**WORK ORDER**
Below are some records; reproduce them exactly.

**Data extracted from a collection**
------------------------------------
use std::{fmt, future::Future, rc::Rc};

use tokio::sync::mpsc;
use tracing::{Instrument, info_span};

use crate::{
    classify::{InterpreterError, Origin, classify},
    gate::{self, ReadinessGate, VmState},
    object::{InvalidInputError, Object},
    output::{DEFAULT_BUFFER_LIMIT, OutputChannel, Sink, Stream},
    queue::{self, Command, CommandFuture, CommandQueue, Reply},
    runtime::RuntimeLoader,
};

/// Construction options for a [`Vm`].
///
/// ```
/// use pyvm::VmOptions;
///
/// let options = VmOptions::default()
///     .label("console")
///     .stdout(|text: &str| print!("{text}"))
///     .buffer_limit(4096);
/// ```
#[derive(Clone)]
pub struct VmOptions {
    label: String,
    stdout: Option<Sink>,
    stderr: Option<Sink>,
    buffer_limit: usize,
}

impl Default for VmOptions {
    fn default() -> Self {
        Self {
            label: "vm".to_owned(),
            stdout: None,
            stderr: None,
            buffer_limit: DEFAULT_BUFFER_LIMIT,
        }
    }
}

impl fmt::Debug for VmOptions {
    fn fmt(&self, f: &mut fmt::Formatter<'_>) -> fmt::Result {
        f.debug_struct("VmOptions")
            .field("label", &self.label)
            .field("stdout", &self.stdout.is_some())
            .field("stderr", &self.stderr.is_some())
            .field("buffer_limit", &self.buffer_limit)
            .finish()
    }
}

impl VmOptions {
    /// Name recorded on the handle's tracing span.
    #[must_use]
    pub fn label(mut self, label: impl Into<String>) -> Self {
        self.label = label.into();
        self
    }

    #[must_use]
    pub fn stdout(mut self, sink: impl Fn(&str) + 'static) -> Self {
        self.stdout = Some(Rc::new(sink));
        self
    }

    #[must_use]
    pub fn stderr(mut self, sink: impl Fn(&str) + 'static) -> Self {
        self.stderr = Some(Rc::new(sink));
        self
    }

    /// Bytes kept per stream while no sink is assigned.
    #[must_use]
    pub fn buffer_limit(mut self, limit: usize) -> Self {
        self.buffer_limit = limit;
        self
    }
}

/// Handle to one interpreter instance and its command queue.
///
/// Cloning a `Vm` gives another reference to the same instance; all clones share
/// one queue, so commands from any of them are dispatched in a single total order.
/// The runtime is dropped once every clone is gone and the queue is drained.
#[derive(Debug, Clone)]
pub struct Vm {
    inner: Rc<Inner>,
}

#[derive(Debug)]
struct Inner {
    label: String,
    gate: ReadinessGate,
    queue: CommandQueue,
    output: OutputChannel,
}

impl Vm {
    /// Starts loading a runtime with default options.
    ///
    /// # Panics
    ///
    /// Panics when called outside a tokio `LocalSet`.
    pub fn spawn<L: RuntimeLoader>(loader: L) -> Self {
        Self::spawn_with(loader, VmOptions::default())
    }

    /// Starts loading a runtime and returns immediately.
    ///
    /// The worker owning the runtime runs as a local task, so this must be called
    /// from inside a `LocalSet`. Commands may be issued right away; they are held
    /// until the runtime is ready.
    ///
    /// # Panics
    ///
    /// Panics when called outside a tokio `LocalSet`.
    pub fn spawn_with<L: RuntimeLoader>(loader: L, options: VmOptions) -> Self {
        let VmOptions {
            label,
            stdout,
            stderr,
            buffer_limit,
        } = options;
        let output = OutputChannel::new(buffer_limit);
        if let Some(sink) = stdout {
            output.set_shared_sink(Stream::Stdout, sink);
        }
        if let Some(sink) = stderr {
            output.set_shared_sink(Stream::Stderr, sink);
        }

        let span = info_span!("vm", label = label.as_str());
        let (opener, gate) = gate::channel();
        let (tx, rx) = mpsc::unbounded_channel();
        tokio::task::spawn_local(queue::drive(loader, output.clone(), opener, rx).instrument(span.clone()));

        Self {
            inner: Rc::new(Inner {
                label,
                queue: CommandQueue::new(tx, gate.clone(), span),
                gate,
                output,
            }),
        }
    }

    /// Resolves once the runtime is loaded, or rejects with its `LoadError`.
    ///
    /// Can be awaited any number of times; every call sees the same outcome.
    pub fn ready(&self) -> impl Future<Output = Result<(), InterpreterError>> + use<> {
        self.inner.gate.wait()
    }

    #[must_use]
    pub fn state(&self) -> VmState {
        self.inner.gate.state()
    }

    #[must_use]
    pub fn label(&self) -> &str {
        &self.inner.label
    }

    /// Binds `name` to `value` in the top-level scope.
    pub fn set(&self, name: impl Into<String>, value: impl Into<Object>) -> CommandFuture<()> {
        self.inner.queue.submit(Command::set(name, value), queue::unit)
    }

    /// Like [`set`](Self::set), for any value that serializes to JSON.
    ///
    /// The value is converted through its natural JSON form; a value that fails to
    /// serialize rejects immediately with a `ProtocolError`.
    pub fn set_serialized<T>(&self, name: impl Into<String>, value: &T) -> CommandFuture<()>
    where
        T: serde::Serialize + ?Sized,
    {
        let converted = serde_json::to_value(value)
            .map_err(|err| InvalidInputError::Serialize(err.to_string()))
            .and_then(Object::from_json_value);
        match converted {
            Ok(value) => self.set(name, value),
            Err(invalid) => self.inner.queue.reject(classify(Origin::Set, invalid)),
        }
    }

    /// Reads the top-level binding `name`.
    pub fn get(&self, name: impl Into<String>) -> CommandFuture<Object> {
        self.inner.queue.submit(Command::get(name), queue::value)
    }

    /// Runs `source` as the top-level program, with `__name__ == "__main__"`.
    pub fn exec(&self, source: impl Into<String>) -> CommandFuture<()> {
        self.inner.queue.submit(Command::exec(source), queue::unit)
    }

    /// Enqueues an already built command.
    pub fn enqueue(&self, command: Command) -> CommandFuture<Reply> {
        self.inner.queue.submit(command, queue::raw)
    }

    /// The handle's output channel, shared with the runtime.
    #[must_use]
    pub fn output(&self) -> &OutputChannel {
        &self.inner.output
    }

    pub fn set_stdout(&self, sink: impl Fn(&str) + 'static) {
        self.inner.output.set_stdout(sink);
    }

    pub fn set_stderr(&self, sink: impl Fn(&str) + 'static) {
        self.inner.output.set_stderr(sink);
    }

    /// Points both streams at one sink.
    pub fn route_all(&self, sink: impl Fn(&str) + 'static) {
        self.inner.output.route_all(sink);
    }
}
------------------------------------
**PROBLEM SOLUTION**
use std::{fmt, future::Future, rc::Rc};

use tokio::sync::mpsc;
use tracing::{Instrument, info_span};

use crate::{
    classify::{InterpreterError, Origin, classify},
    gate::{self, ReadinessGate, VmState},
    object::{InvalidInputError, Object},
    output::{DEFAULT_BUFFER_LIMIT, OutputChannel, Sink, Stream},
    queue::{self, Command, CommandFuture, CommandQueue, Reply},
    runtime::RuntimeLoader,
};

/// Construction options for a [`Vm`].
///
/// ```
/// use pyvm::VmOptions;
///
/// let options = VmOptions::default()
///     .label("console")
///     .stdout(|text: &str| print!("{text}"))
///     .buffer_limit(4096);
/// ```
#[derive(Clone)]
pub struct VmOptions {
    label: String,
    stdout: Option<Sink>,
    stderr: Option<Sink>,
    buffer_limit: usize,
}

impl Default for VmOptions {
    fn default() -> Self {
        Self {
            label: "vm".to_owned(),
            stdout: None,
            stderr: None,
            buffer_limit: DEFAULT_BUFFER_LIMIT,
        }
    }
}

impl fmt::Debug for VmOptions {
    fn fmt(&self, f: &mut fmt::Formatter<'_>) -> fmt::Result {
        f.debug_struct("VmOptions")
            .field("label", &self.label)
            .field("stdout", &self.stdout.is_some())
            .field("stderr", &self.stderr.is_some())
            .field("buffer_limit", &self.buffer_limit)
            .finish()
    }
}

impl VmOptions {
    /// Name recorded on the handle's tracing span.
    #[must_use]
    pub fn label(mut self, label: impl Into<String>) -> Self {
        self.label = label.into();
        self
    }

    #[must_use]
    pub fn stdout(mut self, sink: impl Fn(&str) + 'static) -> Self {
        self.stdout = Some(Rc::new(sink));
        self
    }

    #[must_use]
    pub fn stderr(mut self, sink: impl Fn(&str) + 'static) -> Self {
        self.stderr = Some(Rc::new(sink));
        self
    }

    /// Bytes kept per stream while no sink is assigned.
    #[must_use]
    pub fn buffer_limit(mut self, limit: usize) -> Self {
        self.buffer_limit = limit;
        self
    }
}

/// Handle to one interpreter instance and its command queue.
///
/// Cloning a `Vm` gives another reference to the same instance; all clones share
/// one queue, so commands from any of them are dispatched in a single total order.
/// The runtime is dropped once every clone is gone and the queue is drained.
#[derive(Debug, Clone)]
pub struct Vm {
    inner: Rc<Inner>,
}

#[derive(Debug)]
struct Inner {
    label: String,
    gate: ReadinessGate,
    queue: CommandQueue,
    output: OutputChannel,
}

impl Vm {
    /// Starts loading a runtime with default options.
    ///
    /// # Panics
    ///
    /// Panics when called outside a tokio `LocalSet`.
    pub fn spawn<L: RuntimeLoader>(loader: L) -> Self {
        Self::spawn_with(loader, VmOptions::default())
    }

    /// Starts loading a runtime and returns immediately.
    ///
    /// The worker owning the runtime runs as a local task, so this must be called
    /// from inside a `LocalSet`. Commands may be issued right away; they are held
    /// until the runtime is ready.
    ///
    /// # Panics
    ///
    /// Panics when called outside a tokio `LocalSet`.
    pub fn spawn_with<L: RuntimeLoader>(loader: L, options: VmOptions) -> Self {
        let VmOptions {
            label,
            stdout,
            stderr,
            buffer_limit,
        } = options;
        let output = OutputChannel::new(buffer_limit);
        if let Some(sink) = stdout {
            output.set_shared_sink(Stream::Stdout, sink);
        }
        if let Some(sink) = stderr {
            output.set_shared_sink(Stream::Stderr, sink);
        }

        let span = info_span!("vm", label = label.as_str());
        let (opener, gate) = gate::channel();
        let (tx, rx) = mpsc::unbounded_channel();
        tokio::task::spawn_local(queue::drive(loader, output.clone(), opener, rx).instrument(span.clone()));

        Self {
            inner: Rc::new(Inner {
                label,
                queue: CommandQueue::new(tx, gate.clone(), span),
                gate,
                output,
            }),
        }
    }

    /// Resolves once the runtime is loaded, or rejects with its `LoadError`.
    ///
    /// Can be awaited any number of times; every call sees the same outcome.
    pub fn ready(&self) -> impl Future<Output = Result<(), InterpreterError>> + use<> {
        self.inner.gate.wait()
    }

    #[must_use]
    pub fn state(&self) -> VmState {
        self.inner.gate.state()
    }

    #[must_use]
    pub fn label(&self) -> &str {
        &self.inner.label
    }

    /// Binds `name` to `value` in the top-level scope.
    pub fn set(&self, name: impl Into<String>, value: impl Into<Object>) -> CommandFuture<()> {
        self.inner.queue.submit(Command::set(name, value), queue::unit)
    }

    /// Like [`set`](Self::set), for any value that serializes to JSON.
    ///
    /// The value is converted through its natural JSON form; a value that fails to
    /// serialize rejects immediately with a `ProtocolError`.
    pub fn set_serialized<T>(&self, name: impl Into<String>, value: &T) -> CommandFuture<()>
    where
        T: serde::Serialize + ?Sized,
    {
        let converted = serde_json::to_value(value)
            .map_err(|err| InvalidInputError::Serialize(err.to_string()))
            .and_then(Object::from_json_value);
        match converted {
            Ok(value) => self.set(name, value),
            Err(invalid) => self.inner.queue.reject(classify(Origin::Set, invalid)),
        }
    }

    /// Reads the top-level binding `name`.
    pub fn get(&self, name: impl Into<String>) -> CommandFuture<Object> {
        self.inner.queue.submit(Command::get(name), queue::value)
    }

    /// Runs `source` as the top-level program, with `__name__ == "__main__"`.
    pub fn exec(&self, source: impl Into<String>) -> CommandFuture<()> {
        self.inner.queue.submit(Command::exec(source), queue::unit)
    }

    /// Enqueues an already built command.
    pub fn enqueue(&self, command: Command) -> CommandFuture<Reply> {
        self.inner.queue.submit(command, queue::raw)
    }

    /// The handle's output channel, shared with the runtime.
    #[must_use]
    pub fn output(&self) -> &OutputChannel {
        &self.inner.output
    }

    pub fn set_stdout(&self, sink: impl Fn(&str) + 'static) {
        self.inner.output.set_stdout(sink);
    }

    pub fn set_stderr(&self, sink: impl Fn(&str) + 'static) {
        self.inner.output.set_stderr(sink);
    }

    /// Points both streams at one sink.
    pub fn route_all(&self, sink: impl Fn(&str) + 'static) {
        self.inner.output.route_all(sink);
    }
}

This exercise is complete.